TASK DESCRIPTION ▸ Determine the number of lines in the following entries that hold the word "next". Give only that number.

[Opening PROVIDED RECORDS section]

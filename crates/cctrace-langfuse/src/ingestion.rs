//! Langfuse public ingestion API payloads
//!
//! `POST /api/public/ingestion` takes a batch of typed events. Each event
//! has its own envelope id; the `body.id` identifies the trace or
//! observation and makes re-sent events upserts.

use chrono::{DateTime, Utc};
use serde::{Deserialize, Serialize};
use serde_json::Value;
use std::collections::BTreeMap;

#[derive(Debug, Clone, Copy, PartialEq, Eq, Serialize, Deserialize)]
#[serde(rename_all = "kebab-case")]
pub enum EventKind {
    TraceCreate,
    SpanCreate,
    GenerationCreate,
    EventCreate,
    /// Typed observation (`TOOL`, ...), newer backends only
    ObservationCreate,
}

#[derive(Debug, Clone, Serialize)]
pub struct IngestionEvent {
    pub id: String,
    pub timestamp: DateTime<Utc>,
    #[serde(rename = "type")]
    pub kind: EventKind,
    pub body: EventBody,
}

impl IngestionEvent {
    pub fn new(kind: EventKind, body: EventBody) -> Self {
        Self {
            id: uuid::Uuid::new_v4().to_string(),
            timestamp: Utc::now(),
            kind,
            body,
        }
    }

    /// Id of the trace or observation this event creates
    pub fn body_id(&self) -> &str {
        match &self.body {
            EventBody::Trace(t) => &t.id,
            EventBody::Observation(o) => &o.id,
        }
    }
}

#[derive(Debug, Clone, Serialize)]
#[serde(untagged)]
pub enum EventBody {
    Trace(TraceBody),
    Observation(ObservationBody),
}

#[derive(Debug, Clone, Default, Serialize)]
#[serde(rename_all = "camelCase")]
pub struct TraceBody {
    pub id: String,
    pub timestamp: DateTime<Utc>,
    pub name: String,
    #[serde(skip_serializing_if = "Option::is_none")]
    pub user_id: Option<String>,
    pub session_id: String,
    #[serde(skip_serializing_if = "Option::is_none")]
    pub input: Option<Value>,
    #[serde(skip_serializing_if = "Option::is_none")]
    pub output: Option<Value>,
    #[serde(skip_serializing_if = "Option::is_none")]
    pub metadata: Option<Value>,
    pub tags: Vec<String>,
}

#[derive(Debug, Clone, Default, Serialize)]
#[serde(rename_all = "camelCase")]
pub struct ObservationBody {
    pub id: String,
    pub trace_id: String,
    /// Observation type for `observation-create` events (`TOOL`, `SPAN`, ...)
    #[serde(rename = "type", skip_serializing_if = "Option::is_none")]
    pub observation_type: Option<String>,
    #[serde(skip_serializing_if = "Option::is_none")]
    pub parent_observation_id: Option<String>,
    pub name: String,
    pub start_time: DateTime<Utc>,
    #[serde(skip_serializing_if = "Option::is_none")]
    pub end_time: Option<DateTime<Utc>>,
    #[serde(skip_serializing_if = "Option::is_none")]
    pub input: Option<Value>,
    #[serde(skip_serializing_if = "Option::is_none")]
    pub output: Option<Value>,
    #[serde(skip_serializing_if = "Option::is_none")]
    pub metadata: Option<Value>,
    #[serde(skip_serializing_if = "Option::is_none")]
    pub model: Option<String>,
    #[serde(skip_serializing_if = "Option::is_none")]
    pub usage_details: Option<BTreeMap<String, u64>>,
    #[serde(skip_serializing_if = "Option::is_none")]
    pub usage: Option<LegacyUsage>,
    #[serde(skip_serializing_if = "Option::is_none")]
    pub level: Option<String>,
}

/// Pre-v3 usage object
#[derive(Debug, Clone, PartialEq, Eq, Serialize)]
pub struct LegacyUsage {
    pub input: u64,
    pub output: u64,
    pub total: u64,
    pub unit: String,
}

#[derive(Debug, Clone, Serialize)]
pub struct IngestionBatch {
    pub batch: Vec<IngestionEvent>,
    #[serde(skip_serializing_if = "Option::is_none")]
    pub metadata: Option<Value>,
}

#[derive(Debug, Clone, Default, Deserialize)]
pub struct IngestionSuccess {
    pub id: String,
    #[serde(default)]
    pub status: u16,
}

#[derive(Debug, Clone, Default, Deserialize)]
pub struct IngestionFailure {
    pub id: String,
    #[serde(default)]
    pub status: u16,
    #[serde(default)]
    pub message: Option<String>,
    #[serde(default)]
    pub error: Option<Value>,
}

impl std::fmt::Display for IngestionFailure {
    fn fmt(&self, f: &mut std::fmt::Formatter<'_>) -> std::fmt::Result {
        write!(f, "event {} ({})", self.id, self.status)?;
        if let Some(message) = &self.message {
            write!(f, ": {}", message)?;
        }
        Ok(())
    }
}

/// Per-event result of an ingestion call (HTTP 207)
#[derive(Debug, Clone, Default, Deserialize)]
pub struct IngestionResponse {
    #[serde(default)]
    pub successes: Vec<IngestionSuccess>,
    #[serde(default)]
    pub errors: Vec<IngestionFailure>,
}
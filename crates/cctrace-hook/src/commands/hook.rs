//! Hook command - process one payload from stdin
//!
//! Whatever happens here, the process exits 0 and prints nothing: Claude
//! Code must never be blocked by tracing.

use std::io::Read;

use cctrace_langfuse::{HttpTransport, RecordingTransport, Transport};
use cctrace_state::StatePaths;
use tracing::{error, info};

use crate::cli::Settings;
use crate::config::HookConfig;
use crate::logging;
use crate::pipeline::{self, PipelineError, RunContext, RunOutcome, SkipReason};

/// Read stdin and run the pipeline on it
pub fn run(settings: &Settings) -> RunOutcome {
    let mut input = String::new();
    // Unreadable stdin is treated as an empty payload
    let _ = std::io::stdin().read_to_string(&mut input);
    execute(settings, &input)
}

/// Run the pipeline on `input` with a run-scoped log file
pub fn execute(settings: &Settings, input: &str) -> RunOutcome {
    if !settings.enabled {
        return RunOutcome::Skipped(SkipReason::Disabled);
    }

    let state_dir = match settings.state_dir() {
        Ok(dir) => dir,
        Err(e) => return RunOutcome::Recovered(PipelineError::Configuration(e)),
    };
    let _log = logging::init(&StatePaths::new(&state_dir).log, settings.debug);

    let outcome = match HookConfig::from_settings(settings) {
        Ok(config) => run_configured(config, input),
        Err(e) => RunOutcome::Recovered(PipelineError::Configuration(e)),
    };

    match &outcome {
        RunOutcome::Ok(summary) => info!(
            event = ?summary.event,
            turns = summary.turns,
            traces = summary.traces,
            events = summary.events_sent,
            buffered = summary.tool_events_buffered,
            consumed = summary.tool_events_consumed,
            malformed = summary.malformed_lines,
            offset = ?summary.offset,
            shape = ?summary.shape,
            "Hook run complete"
        ),
        RunOutcome::Skipped(reason) => info!(%reason, "Hook run skipped"),
        RunOutcome::Recovered(e) => error!(error = %e, "Hook run failed, state left for retry"),
    }
    outcome
}

fn run_configured(config: HookConfig, input: &str) -> RunOutcome {
    let transport: Box<dyn Transport> = if config.dry_run {
        info!("Dry run: batches are logged, not sent");
        Box::new(RecordingTransport::new(None))
    } else {
        match HttpTransport::new(
            &config.base_url,
            &config.public_key,
            &config.secret_key,
            config.timeout,
        ) {
            Ok(t) => Box::new(t),
            Err(e) => return RunOutcome::Recovered(e.into()),
        }
    };

    match RunContext::new(config, transport.as_ref()) {
        Ok(ctx) => pipeline::run(&ctx, input),
        Err(e) => RunOutcome::Recovered(e),
    }
}
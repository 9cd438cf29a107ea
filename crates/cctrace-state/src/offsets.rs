//! Per-transcript offset store
//!
//! One JSON file maps each transcript path to the byte offset up to which
//! its records have been emitted. Advancing that offset is what prevents
//! duplicate traces, so [`OffsetStore::commit`] is only called after the
//! backend accepted a run's batch.
//!
//! A missing or unreadable file loads as "start from the beginning".
//! Already-sent turns are then emitted again under the same ids.

use cctrace_core::TraceShape;
use chrono::{DateTime, Utc};
use serde::{Deserialize, Serialize};
use std::collections::BTreeMap;
use std::path::{Path, PathBuf};
use tracing::{debug, warn};

use crate::lock::StateLock;
use crate::{write_atomic, StateError};

/// Offset file format version
pub const OFFSETS_VERSION: u32 = 1;

/// A partial turn that may still grow; re-read from its user record next time
#[derive(Debug, Clone, PartialEq, Eq, Serialize, Deserialize)]
pub struct OpenTurn {
    /// Byte offset of the turn's user record
    pub byte_offset: u64,
    pub turn_number: u64,
    pub turn_id: String,
    /// Shape it was emitted in; re-emissions keep it
    #[serde(default)]
    pub shape: Option<TraceShape>,
}

/// Progress for one transcript file
#[derive(Debug, Clone, Default, PartialEq, Eq, Serialize, Deserialize)]
pub struct OffsetRecord {
    pub file_path: String,
    pub byte_offset: u64,
    #[serde(default)]
    pub last_session_id: Option<String>,
    /// Turns numbered so far in this transcript
    #[serde(default)]
    pub turn_count: u64,
    #[serde(default)]
    pub open_turn: Option<OpenTurn>,
    #[serde(default)]
    pub updated_at: Option<DateTime<Utc>>,
}

impl OffsetRecord {
    pub fn new(file_path: &Path) -> Self {
        Self {
            file_path: key_for(file_path),
            ..Default::default()
        }
    }
}

/// Result of a commit
#[derive(Debug, Clone, Copy, PartialEq, Eq)]
pub enum CommitOutcome {
    Written,
    /// Another run advanced this transcript further in the meantime
    Superseded,
}

#[derive(Debug, Serialize, Deserialize)]
struct OffsetFile {
    version: u32,
    #[serde(default)]
    transcripts: BTreeMap<String, OffsetRecord>,
}

impl Default for OffsetFile {
    fn default() -> Self {
        Self {
            version: OFFSETS_VERSION,
            transcripts: BTreeMap::new(),
        }
    }
}

fn key_for(file_path: &Path) -> String {
    file_path.to_string_lossy().to_string()
}

/// Offset store backed by a single JSON file
pub struct OffsetStore {
    path: PathBuf,
}

impl OffsetStore {
    pub fn new(path: &Path) -> Self {
        Self {
            path: path.to_path_buf(),
        }
    }

    pub fn path(&self) -> &Path {
        &self.path
    }

    fn read_file(&self) -> OffsetFile {
        let raw = match std::fs::read_to_string(&self.path) {
            Ok(raw) => raw,
            Err(e) if e.kind() == std::io::ErrorKind::NotFound => return OffsetFile::default(),
            Err(e) => {
                warn!(path = %self.path.display(), error = %e, "Offset store unreadable, starting from beginning");
                return OffsetFile::default();
            }
        };
        match serde_json::from_str::<OffsetFile>(&raw) {
            Ok(file) => file,
            Err(e) => {
                warn!(path = %self.path.display(), error = %e, "Offset store corrupted, starting from beginning");
                OffsetFile::default()
            }
        }
    }

    fn write_file(&self, file: &OffsetFile) -> Result<(), StateError> {
        let json = serde_json::to_vec_pretty(file)?;
        write_atomic(&self.path, &json)
    }

    /// Stored record for a transcript; offset 0 when unknown
    pub fn load(&self, file_path: &Path) -> OffsetRecord {
        let key = key_for(file_path);
        self.read_file()
            .transcripts
            .remove(&key)
            .unwrap_or_else(|| OffsetRecord::new(file_path))
    }

    /// All stored records, ordered by path
    pub fn all(&self) -> Vec<OffsetRecord> {
        self.read_file().transcripts.into_values().collect()
    }

    /// Persist `record` if the stored offset still equals `expected_previous`
    /// or is not ahead of the new one.
    ///
    /// Re-committing the same record is a no-op write.
    pub fn commit(
        &self,
        _lock: &StateLock,
        record: &OffsetRecord,
        expected_previous: u64,
    ) -> Result<CommitOutcome, StateError> {
        let mut file = self.read_file();
        if let Some(current) = file.transcripts.get(&record.file_path) {
            if current.byte_offset != expected_previous && current.byte_offset > record.byte_offset {
                debug!(
                    file = %record.file_path,
                    stored = current.byte_offset,
                    ours = record.byte_offset,
                    "Offset already advanced by another run"
                );
                return Ok(CommitOutcome::Superseded);
            }
        }

        let mut record = record.clone();
        record.updated_at = Some(Utc::now());
        file.version = OFFSETS_VERSION;
        file.transcripts.insert(record.file_path.clone(), record);
        self.write_file(&file)?;
        Ok(CommitOutcome::Written)
    }

    /// Forget one transcript. Returns whether it was known.
    pub fn remove(&self, _lock: &StateLock, file_path: &Path) -> Result<bool, StateError> {
        let mut file = self.read_file();
        let removed = file.transcripts.remove(&key_for(file_path)).is_some();
        if removed {
            self.write_file(&file)?;
        }
        Ok(removed)
    }

    /// Delete the whole offset file
    pub fn clear(&self, _lock: &StateLock) -> Result<(), StateError> {
        match std::fs::remove_file(&self.path) {
            Ok(()) => Ok(()),
            Err(e) if e.kind() == std::io::ErrorKind::NotFound => Ok(()),
            Err(e) => Err(e.into()),
        }
    }
}
//! State file locations

use std::path::{Path, PathBuf};

pub const OFFSETS_FILE: &str = "langfuse_state.json";
pub const BUFFER_FILE: &str = "langfuse_tool_buffer.jsonl";
pub const LOCK_FILE: &str = "langfuse_state.lock";
pub const LOG_FILE: &str = "langfuse_hook.log";
pub const BACKEND_FILE: &str = "langfuse_backend.json";

/// State directory under a home directory
pub fn state_dir_under(home: &Path) -> PathBuf {
    home.join(".claude").join("state")
}

/// Default state directory (~/.claude/state), if there is a home directory
pub fn default_state_dir() -> Option<PathBuf> {
    dirs::home_dir().map(|home| state_dir_under(&home))
}

/// Paths of every file in a state directory
#[derive(Debug, Clone, PartialEq, Eq)]
pub struct StatePaths {
    pub dir: PathBuf,
    pub offsets: PathBuf,
    pub buffer: PathBuf,
    pub lock: PathBuf,
    pub log: PathBuf,
    pub backend: PathBuf,
}

impl StatePaths {
    pub fn new(dir: &Path) -> Self {
        Self {
            dir: dir.to_path_buf(),
            offsets: dir.join(OFFSETS_FILE),
            buffer: dir.join(BUFFER_FILE),
            lock: dir.join(LOCK_FILE),
            log: dir.join(LOG_FILE),
            backend: dir.join(BACKEND_FILE),
        }
    }
}
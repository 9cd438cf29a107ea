//! Doctor command - diagnose the trace pipeline

use anyhow::Result;
use serde_json::json;

use cctrace_langfuse::{probe, BackendCapabilities, HttpTransport, ShapePreference, Transport};
use cctrace_state::StateStore;

use crate::cli::{Cli, OutputFormat};
use crate::config::HookConfig;
use crate::output::{self, colors};

struct Check {
    name: String,
    passed: bool,
    details: String,
}

impl Check {
    fn new(name: &str, passed: bool, details: impl Into<String>) -> Self {
        Self {
            name: name.to_string(),
            passed,
            details: details.into(),
        }
    }
}

pub fn run(cli: &Cli) -> Result<bool> {
    let settings = &cli.settings;
    let mut checks: Vec<Check> = Vec::new();

    // Check 1: Enabled
    checks.push(Check::new(
        "Tracing enabled",
        settings.enabled,
        if settings.enabled {
            "TRACE_TO_LANGFUSE is set"
        } else {
            "Set TRACE_TO_LANGFUSE=true to enable"
        },
    ));

    // Check 2: Configuration
    let config = HookConfig::from_settings(settings);
    checks.push(match &config {
        Ok(c) if c.dry_run => Check::new("Configuration", true, "Dry run, nothing is sent"),
        Ok(c) => Check::new(
            "Configuration",
            true,
            format!("Keys present, sending to {} as {}", c.base_url, c.user_id),
        ),
        Err(e) => Check::new("Configuration", false, e.to_string()),
    });

    // Check 3: State directory
    let store = match settings.state_dir() {
        Ok(state_dir) => match StateStore::open(&state_dir) {
            Ok(store) => {
                let lock = store.lock();
                checks.push(Check::new(
                    "State directory",
                    lock.is_ok(),
                    match &lock {
                        Ok(_) => format!("Writable at {}", state_dir.display()),
                        Err(e) => format!("{}: {}", state_dir.display(), e),
                    },
                ));
                Some(store)
            }
            Err(e) => {
                checks.push(Check::new(
                    "State directory",
                    false,
                    format!("{}: {}", state_dir.display(), e),
                ));
                None
            }
        },
        Err(e) => {
            checks.push(Check::new("State directory", false, e.to_string()));
            None
        }
    };

    // Check 4: Offset store and tool buffer
    if let Some(store) = &store {
        let offsets = store.offsets();
        let readable = match std::fs::read_to_string(offsets.path()) {
            Ok(raw) => serde_json::from_str::<serde_json::Value>(&raw).is_ok(),
            Err(e) => e.kind() == std::io::ErrorKind::NotFound,
        };
        checks.push(Check::new(
            "Offset store",
            readable,
            if readable {
                format!("{} transcript(s) tracked", offsets.all().len())
            } else {
                "Unreadable, the next run starts from the beginning".to_string()
            },
        ));

        match store.tool_buffer().load_all() {
            Ok(events) => checks.push(Check::new(
                "Tool buffer",
                true,
                format!("{} event(s) waiting for a turn", events.len()),
            )),
            Err(e) => checks.push(Check::new("Tool buffer", false, e.to_string())),
        }
    }

    // Check 5: Backend
    if let Ok(config) = &config {
        if !config.dry_run {
            checks.push(check_backend(config));
        }
    }

    let all_passed = checks.iter().all(|c| c.passed);

    match cli.effective_format() {
        OutputFormat::Human => {
            println!("{}", colors::header("Langfuse Trace Doctor"));
            println!();

            for check in &checks {
                let status = if check.passed {
                    colors::success(&check.name)
                } else {
                    colors::error(&check.name)
                };
                println!("  {} - {}", status, check.details);
            }

            println!();
            if all_passed {
                println!("{}", colors::success("All checks passed"));
            } else {
                println!("{}", colors::error("Some checks failed"));
            }
        }

        OutputFormat::Json => {
            let output = json!({
                "checks": checks.iter().map(|c| json!({
                    "name": c.name,
                    "passed": c.passed,
                    "details": c.details
                })).collect::<Vec<_>>(),
                "all_passed": all_passed
            });
            output::print_json(cli, &output)?;
        }
    }

    Ok(all_passed)
}

fn check_backend(config: &HookConfig) -> Check {
    let transport = match HttpTransport::new(
        &config.base_url,
        &config.public_key,
        &config.secret_key,
        config.timeout,
    ) {
        Ok(t) => t,
        Err(e) => return Check::new("Backend", false, e.to_string()),
    };

    match transport.health() {
        Ok(health) => {
            let caps = match config.shape {
                ShapePreference::Auto => BackendCapabilities::from_version(health.version.as_deref()),
                forced => probe(&transport, forced),
            };
            Check::new(
                "Backend",
                true,
                format!(
                    "{} (version {}), {} traces",
                    health.status,
                    health.version.as_deref().unwrap_or("unknown"),
                    caps.shape
                ),
            )
        }
        Err(e) => Check::new("Backend", false, e.to_string()),
    }
}
//! Backend capability probe and trace shape selection

use std::str::FromStr;

use tracing::{debug, warn};

pub use cctrace_core::TraceShape;

use crate::transport::{Transport, TransportError};

/// First backend major version with nested observations and `usageDetails`
pub const NESTED_MIN_MAJOR: u64 = 3;

/// Configured shape: probe the backend, or force one
#[derive(Debug, Clone, Copy, PartialEq, Eq, Default)]
pub enum ShapePreference {
    #[default]
    Auto,
    Nested,
    Flat,
}

impl FromStr for ShapePreference {
    type Err = String;

    fn from_str(s: &str) -> Result<Self, Self::Err> {
        match s.trim().to_ascii_lowercase().as_str() {
            "auto" | "" => Ok(ShapePreference::Auto),
            "nested" => Ok(ShapePreference::Nested),
            "flat" => Ok(ShapePreference::Flat),
            other => Err(format!("unknown trace shape '{}' (auto, nested, flat)", other)),
        }
    }
}

#[derive(Debug, Clone, PartialEq, Eq)]
pub struct BackendCapabilities {
    pub version: Option<String>,
    pub shape: TraceShape,
    /// Send `usageDetails` instead of the legacy `usage` object
    pub usage_details: bool,
    /// Typed `observation-create` events (tool observations)
    pub typed_observations: bool,
}

impl BackendCapabilities {
    pub fn for_shape(shape: TraceShape) -> Self {
        let modern = shape == TraceShape::Nested;
        Self {
            version: None,
            shape,
            usage_details: modern,
            typed_observations: modern,
        }
    }

    /// Capabilities implied by a reported server version
    pub fn from_version(version: Option<&str>) -> Self {
        let shape = match version.and_then(major_version) {
            Some(major) if major >= NESTED_MIN_MAJOR => TraceShape::Nested,
            _ => TraceShape::Flat,
        };
        Self {
            version: version.map(str::to_string),
            ..Self::for_shape(shape)
        }
    }
}

fn major_version(version: &str) -> Option<u64> {
    version
        .trim()
        .trim_start_matches('v')
        .split('.')
        .next()
        .and_then(|major| major.parse().ok())
}

impl ShapePreference {
    /// The shape this preference forces, if any
    pub fn forced(self) -> Option<TraceShape> {
        match self {
            ShapePreference::Auto => None,
            ShapePreference::Nested => Some(TraceShape::Nested),
            ShapePreference::Flat => Some(TraceShape::Flat),
        }
    }
}

/// Ask the health endpoint which shape the backend supports
pub fn detect(transport: &dyn Transport) -> Result<BackendCapabilities, TransportError> {
    let health = transport.health()?;
    let caps = BackendCapabilities::from_version(health.version.as_deref());
    debug!(version = ?health.version, shape = %caps.shape, "Backend probed");
    Ok(caps)
}

/// Decide the shape for this run. Only `Auto` touches the network; an
/// unreachable health endpoint falls back to the flat shape.
pub fn probe(transport: &dyn Transport, preference: ShapePreference) -> BackendCapabilities {
    if let Some(shape) = preference.forced() {
        return BackendCapabilities::for_shape(shape);
    }
    detect(transport).unwrap_or_else(|e| {
        warn!(error = %e, "Capability probe failed, using flat traces");
        BackendCapabilities::for_shape(TraceShape::Flat)
    })
}

#[cfg(test)]
mod tests {
    use super::*;
    use crate::transport::RecordingTransport;

    #[test]
    fn test_version_selects_shape() {
        assert_eq!(BackendCapabilities::from_version(Some("3.12.0")).shape, TraceShape::Nested);
        assert_eq!(BackendCapabilities::from_version(Some("v3")).shape, TraceShape::Nested);
        assert_eq!(BackendCapabilities::from_version(Some("2.95.1")).shape, TraceShape::Flat);
        assert_eq!(BackendCapabilities::from_version(Some("garbage")).shape, TraceShape::Flat);
        assert_eq!(BackendCapabilities::from_version(None).shape, TraceShape::Flat);
    }

    #[test]
    fn test_probe_respects_preference() {
        let transport = RecordingTransport::new(Some("2.0.0"));
        assert_eq!(probe(&transport, ShapePreference::Auto).shape, TraceShape::Flat);
        assert_eq!(probe(&transport, ShapePreference::Nested).shape, TraceShape::Nested);

        let modern = RecordingTransport::new(Some("3.1.0"));
        let caps = probe(&modern, ShapePreference::Auto);
        assert_eq!(caps.shape, TraceShape::Nested);
        assert!(caps.usage_details);
        assert_eq!(caps.version.as_deref(), Some("3.1.0"));
    }

    #[test]
    fn test_detect_reports_unreachable_backend() {
        struct Down;
        impl Transport for Down {
            fn health(&self) -> Result<crate::transport::HealthStatus, TransportError> {
                Err(TransportError::Unavailable("down".into()))
            }
            fn ingest(
                &self,
                _batch: &crate::ingestion::IngestionBatch,
            ) -> Result<crate::ingestion::IngestionResponse, TransportError> {
                Err(TransportError::Unavailable("down".into()))
            }
        }
        assert!(detect(&Down).is_err());
        assert_eq!(probe(&Down, ShapePreference::Auto).shape, TraceShape::Flat);
        assert_eq!(ShapePreference::Nested.forced(), Some(TraceShape::Nested));
        assert_eq!(ShapePreference::Auto.forced(), None);
    }

    #[test]
    fn test_parse_preference() {
        assert_eq!("NESTED".parse::<ShapePreference>(), Ok(ShapePreference::Nested));
        assert_eq!("".parse::<ShapePreference>(), Ok(ShapePreference::Auto));
        assert!("tree".parse::<ShapePreference>().is_err());
    }
}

[Closing PROVIDED RECORDS section]

RESPONSE TO THIS EXERCISE ▸ 3